AMERICA LATINA di Damiano e Fabio D'Innocenzo


Il protagonista di America Latina è Massimo Sisti (interpretato da uno strabiliante Elio Germano), il titolare di uno studio dentistico che porta il suo nome. 

All’apparenza la sua vita sembra perfetta: un lavoro di tutto rispetto, una grande villa e una famiglia che lo ama.

Ben presto, però, emergono tutte le sfumature di quella che capiamo essere una persona sensibile, fragile ed insicura. Nella quotidianità cerca di nascondere tutti quelli che nella società odierna sono considerati difetti ma, alla lunga, tenere a bada tutte le emozioni più insite può essere molto difficile. È evidente che Massimo sia vittima del ruolo che è costretto ad interpretare e che soffra le pressioni che ne derivano. 

I D’Innocenzo scandagliano in modo sottile l’anima fragile di un uomo comune, servendosi di simbolismi e metafore. I registi realizzano un’opera ambigua e surreale affidando allo spettatore l’importantissimo compito di riempire l’opera con la propria sensibilità. 

La messa in scena è sublime. La regia regala delle sequenze indimenticabili che culminano in un epilogo da pelle d’oca, riuscendo nel miracolo di risultare funzionale al racconto e al contempo estremamente ambiziosa. 

La fotografia di Paolo Carnera è talmente colorata e d’impatto da risultare surreale, dunque perfettamente in linea con il racconto. La scenografia di Roberto De Angelis ed i costumi di Massimo Cantini Parrini sono scelti e curati nei minimi dettagli. La tensione crescente alimenta un ritmo incalzante scandito dal respiro del protagonista (che si fa man mano più affannoso), dalla colonna sonora (realizzata dai Verdena) e dal montaggio di Walter Fasano decisivo nei momenti topici. Le interpretazioni sono tutte molto riuscite, si percepisce che le attrici e gli attori abbiano dovuto scavare nei propri meandri più nascosti per raggiungere questo livello. Impossibile non soffermarsi su Elio Germano che riesce a trasmettere l’ampissima gamma di emozioni e sfumature del suo personaggio. 

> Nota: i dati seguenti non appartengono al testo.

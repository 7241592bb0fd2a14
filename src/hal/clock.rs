//! HF Clock Control
//!
//! Starts the external 32 MHz crystal, which the radio requires. The start
//! task is fire-and-forget; completion shows up as the HFCLKSTARTED event.

use embassy_nrf::pac;

use crate::power::{ClockError, ClockManager, ClockPoll};

/// Outstanding HFXO start request
#[derive(Debug)]
pub struct HfclkRequest {
    _private: (),
}

/// HFXO clock manager
#[derive(Debug, Default)]
pub struct HfClock {
    requested: bool,
}

impl HfClock {
    /// Create the clock manager
    #[must_use]
    pub const fn new() -> Self {
        Self { requested: false }
    }
}

impl ClockManager for HfClock {
    type Handle = HfclkRequest;

    fn request(&mut self) -> Result<Self::Handle, ClockError> {
        if self.requested {
            // One request per boot; a second one means startup ran twice.
            return Err(ClockError::RequestRejected(-114)); // EALREADY
        }
        self.requested = true;

        let clock = pac::CLOCK;
        clock.events_hfclkstarted().write_value(0);
        clock.tasks_hfclkstart().write_value(1);
        Ok(HfclkRequest { _private: () })
    }

    fn poll(&mut self, _handle: &mut Self::Handle) -> ClockPoll {
        if pac::CLOCK.events_hfclkstarted().read() == 0 {
            ClockPoll::Pending
        } else {
            ClockPoll::Ready(0)
        }
    }

    fn post_start(&mut self) {
        pac::CLOCK.events_hfclkstarted().write_value(0);
    }
}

Insomma, se tutto funziona così bene ed i reparti eccellono in questo modo vuol dire che i direttori d’orchestra dietro la macchina da presa, comunemente noti come registi, sono grandi.

Questo è un’opera libera, che sorvola e trascende gli schemi dei generi per superarli. Ciò non denota mancata conoscenza delle regole, ma al contrario grande consapevolezza e padronanza del mezzo.

Un’esperienza unica, che come tale va vissuta.  La visione in sala è imprescindibile.

Astenetevi dal giudizio estemporaneo e lasciate crescere il film dentro di voi, perché vi assicuro che non termina con i titoli di coda.


TOMMASO FERRERO

KAPITAN VOLKONOGOV BEZHAL (CAPTAIN VOLKONOGOV ESCAPED) di Natasha Merkulova e Aleksey Chupov (Russia)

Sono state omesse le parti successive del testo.